Son cas était très emblématique. Premièrement, parce qu’elle était déjà bien connue par certains membres du consortium en tant que journaliste d’investigation. Et, dans la mesure où son nom figurait dans le fichier des personnes espionnées par Pegasus, elle était la plus à même de comprendre et de garder secrète cette enquête. D’autant plus que toute son intimité avait été filmée à son insu et diffusée sur internet après qu’elle avait ­refusé de plier face aux menaces de son gouvernement dont ­elle dénonçait la corruption. ­Deuxièmement, l’Azerbaïdjan qui est loin d’être un pays démocratique, est un allié d’Israël. Sachant que la société israélienne NSO est à l’origine du ­logiciel espion Pegasus, il était très pertinent d’illustrer, à travers l’histoire de cette femme, les ravages qu’une telle arme technologique provoque sur ces cibles. Sans parler de la violation des droits humains par leurs gouvernements que les militants comme elles le révèlent.
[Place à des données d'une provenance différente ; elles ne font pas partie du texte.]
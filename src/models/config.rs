//! Application configuration structures.

use std::fs;
use std::path::{Path, PathBuf};

use serde::{Deserialize, Serialize};
use url::Url;

use crate::error::{AppError, Result};
use crate::utils::url::SiteBase;

/// Root application configuration.
#[derive(Debug, Clone, Default, Serialize, Deserialize)]
pub struct Config {
    /// Where the site lives and where its content comes from
    #[serde(default)]
    pub site: SiteConfig,

    /// HTTP client settings
    #[serde(default)]
    pub http: HttpConfig,

    /// Local preference storage
    #[serde(default)]
    pub storage: StorageConfig,

    /// Log output settings
    #[serde(default)]
    pub logging: LoggingConfig,
}

impl Config {
    /// Load configuration from a TOML file.
    pub fn load(path: impl AsRef<Path>) -> Result<Self> {
        let content = fs::read_to_string(path)?;
        Ok(toml::from_str(&content)?)
    }

    /// Load configuration if the file exists, defaults otherwise.
    ///
    /// A file that exists but cannot be parsed is still an error.
    pub fn load_if_exists(path: impl AsRef<Path>) -> Result<Option<Self>> {
        let path = path.as_ref();
        if !path.exists() {
            return Ok(None);
        }
        Self::load(path).map(Some)
    }

    /// Validate configuration values for basic sanity.
    pub fn validate(&self) -> Result<()> {
        if self.http.user_agent.trim().is_empty() {
            return Err(AppError::validation("http.user_agent is empty"));
        }
        if self.http.timeout_secs == Some(0) {
            return Err(AppError::validation("http.timeout_secs must be > 0"));
        }
        if !self.site.fallback_url.is_empty() {
            let url = Url::parse(&self.site.fallback_url)?;
            if !matches!(url.scheme(), "http" | "https") {
                return Err(AppError::validation(
                    "site.fallback_url must be an http(s) URL",
                ));
            }
        }
        if self.sources()?.is_empty() {
            return Err(AppError::validation("No content sources configured"));
        }
        Ok(())
    }

    /// Base path helper for this site.
    pub fn site_base(&self) -> SiteBase {
        SiteBase::new(&self.site.base_path)
    }

    /// Candidate content locations, primary first.
    ///
    /// The primary is the content path under the site base, resolved
    /// against the origin. Empty entries are dropped.
    pub fn sources(&self) -> Result<Vec<String>> {
        let mut sources = Vec::with_capacity(2);
        if !self.site.content_path.is_empty() {
            let relative = self.site_base().with_base(&self.site.content_path);
            let primary = if self.site.origin.is_empty() {
                relative
            } else {
                Url::parse(&self.site.origin)?.join(&relative)?.to_string()
            };
            sources.push(primary);
        }
        if !self.site.fallback_url.is_empty() {
            sources.push(self.site.fallback_url.clone());
        }
        Ok(sources)
    }

    /// Directory holding local preferences.
    pub fn storage_dir(&self) -> PathBuf {
        PathBuf::from(&self.storage.dir)
    }
}

/// Site location and content settings.
#[derive(Debug, Clone, Serialize, Deserialize)]
pub struct SiteConfig {
    /// Origin the site is served from
    #[serde(default = "defaults::origin")]
    pub origin: String,

    /// Path prefix the site is deployed under
    #[serde(default = "defaults::base_path")]
    pub base_path: String,

    /// Content document path, relative to the base
    #[serde(default = "defaults::content_path")]
    pub content_path: String,

    /// Absolute URL tried when the primary location fails
    #[serde(default = "defaults::fallback_url")]
    pub fallback_url: String,

    /// Name shown in the brand button and hero
    #[serde(default = "defaults::owner")]
    pub owner: String,

    /// Hero tagline
    #[serde(default = "defaults::tagline")]
    pub tagline: String,
}

impl Default for SiteConfig {
    fn default() -> Self {
        Self {
            origin: defaults::origin(),
            base_path: defaults::base_path(),
            content_path: defaults::content_path(),
            fallback_url: defaults::fallback_url(),
            owner: defaults::owner(),
            tagline: defaults::tagline(),
        }
    }
}

/// HTTP client settings.
#[derive(Debug, Clone, Serialize, Deserialize)]
pub struct HttpConfig {
    /// User-Agent header for HTTP requests
    #[serde(default = "defaults::user_agent")]
    pub user_agent: String,

    /// Request timeout in seconds; transport default when unset
    #[serde(default)]
    pub timeout_secs: Option<u64>,
}

impl Default for HttpConfig {
    fn default() -> Self {
        Self {
            user_agent: defaults::user_agent(),
            timeout_secs: None,
        }
    }
}

/// Local storage settings.
#[derive(Debug, Clone, Serialize, Deserialize)]
pub struct StorageConfig {
    #[serde(default = "defaults::storage_dir")]
    pub dir: String,
}

impl Default for StorageConfig {
    fn default() -> Self {
        Self {
            dir: defaults::storage_dir(),
        }
    }
}

/// Log output settings.
#[derive(Debug, Clone, Serialize, Deserialize)]
pub struct LoggingConfig {
    #[serde(default = "defaults::log_level")]
    pub level: String,
}

impl Default for LoggingConfig {
    fn default() -> Self {
        Self {
            level: defaults::log_level(),
        }
    }
}

mod defaults {
    // Site defaults
    pub fn origin() -> String {
        "http://localhost:4173".into()
    }
    pub fn base_path() -> String {
        "/".into()
    }
    pub fn content_path() -> String {
        "/myData.json".into()
    }
    pub fn fallback_url() -> String {
        "https://puhi8.github.io/me/myData.json".into()
    }
    pub fn owner() -> String {
        "Puhi8".into()
    }
    pub fn tagline() -> String {
        "Discovering as much as possible about computers while I'm still alive.".into()
    }

    // HTTP defaults
    pub fn user_agent() -> String {
        "Mozilla/5.0 (compatible; folio/0.1)".into()
    }

    // Storage defaults
    pub fn storage_dir() -> String {
        "storage".into()
    }

    // Logging defaults
    pub fn log_level() -> String {
        "info".into()
    }
}
//! Local filesystem preference storage.
//!
//! Preferences are a flat JSON object in `{root}/preferences.json`. Writes go
//! to a temporary file first and are renamed into place.

use std::collections::BTreeMap;
use std::fs;
use std::io::Write;
use std::path::{Path, PathBuf};

use crate::error::{AppError, Result};
use crate::storage::PreferenceStore;

const PREFERENCES_FILE: &str = "preferences.json";

/// Preference store backed by a JSON file.
#[derive(Debug, Clone)]
pub struct FilePreferenceStore {
    root_dir: PathBuf,
}

impl FilePreferenceStore {
    /// Create a store rooted at the given directory.
    pub fn new(root_dir: impl Into<PathBuf>) -> Self {
        Self {
            root_dir: root_dir.into(),
        }
    }

    /// Full path of the preferences file.
    pub fn path(&self) -> PathBuf {
        self.root_dir.join(PREFERENCES_FILE)
    }

    fn read_all(&self) -> Result<BTreeMap<String, String>> {
        match fs::read(self.path()) {
            Ok(bytes) => Ok(serde_json::from_slice(&bytes)?),
            Err(e) if e.kind() == std::io::ErrorKind::NotFound => Ok(BTreeMap::new()),
            Err(e) => Err(AppError::Io(e)),
        }
    }

    /// Write bytes atomically (write to temp, then rename).
    fn write_bytes(path: &Path, bytes: &[u8]) -> Result<()> {
        if let Some(parent) = path.parent() {
            fs::create_dir_all(parent)?;
        }

        let tmp = path.with_extension("tmp");
        let mut file = fs::File::create(&tmp)?;
        file.write_all(bytes)?;
        file.flush()?;
        drop(file);

        fs::rename(&tmp, path)?;
        Ok(())
    }
}

impl PreferenceStore for FilePreferenceStore {
    fn get(&self, key: &str) -> Result<Option<String>> {
        Ok(self.read_all()?.remove(key))
    }

    fn set(&self, key: &str, value: &str) -> Result<()> {
        let mut values = self.read_all().unwrap_or_else(|e| {
            log::warn!(
                "Preferences at {} unreadable ({}), starting fresh",
                self.path().display(),
                e
            );
            BTreeMap::new()
        });
        values.insert(key.to_string(), value.to_string());
        let bytes = serde_json::to_vec_pretty(&values)?;
        Self::write_bytes(&self.path(), &bytes)
    }
}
Sur le terrain, qu’est-ce que ce scandale a changé concrètement ?
Il a provoqué une importante prise de conscience. Notamment auprès de certains députés européens. Ils s’étaient rendus compte que ce danger pouvait les cibler directement. Cela a ouvert le débat sur la réglementation des outils technologiques d’espionnage – qui sont en réalité des armes – utilisés jusqu’ici par les services secrets essentiellement. Parmi les autres retombées notables de ce scandale, l’inscription par les Etats-Unis de la NSO dans sa liste noire. Tandis que des sociétés lésées (Apple, etc.) et des personnalités espionnées ont porté plainte contre cette entreprise ­israélienne. Malgré tout ceci, beaucoup de gens continuent à penser que cela ne les concerne pas « puisqu’ils n’ont rien à cacher ». Sauf que la liberté dont ils jouissent grâce à la ­démocratie est en danger de disparition. Et avec elle, les ­garanties du respect de leurs droits civiques dont la sécurité et la confidentialité de leur vie intime font partie.

 


Et maintenant ?

En octobre dernier, Amnesty International avait déposé aux Nations Unies une pétition, signée par 100 000 personnes. Elle exigeait l’arrêt de « la vente, le transfert et l’utilisation de logiciels espions », afin de « mettre fin à la surveillance, illégale et endémique, des militants politiques, des journalistes, des avocats et des responsables politiques ». Consciente de la lenteur relative à la mise en place d’un cadre législatif, l’ONG réclamait également une interdiction sans délai de ces technologies durant tout le laps de temps du vide juridique. Quant à l’Union européenne, elle avait ordonné une enquête parlementaire, dont le rapport rédigé par la députée Sophia In’t Veld devait préparer le terrain pour un serrage de vis. Sur fond de toutes ces actions engagées, le 8 mai 2023, la montagne a pourtant accouché d’une souris. Malgré les constats, accablants, du rapport de cette enquête de 15 mois, les eurodéputés n’ont adopté qu’une recommandation, non contraignantes, sur l’utilisation des logiciels espions dans l’UE. Un mince espoir toutefois : ils appellent à leur interdiction effective, mais sous certaines conditions. Aujourd’hui, des Etats, dont la Suisse, continuent à collaborer avec la NSO, pendant que les journalistes suivent l’évolution de ChatGPT et des avatars, qui vont prochainement usurper leur identité. Ainsi, les plus ­indociles seront passés pour des terroristes puis espionnés en tout légalité.


 

*FIFDH : Festival international du film sur les droits humains qui se déroule au mois de mars à Genève.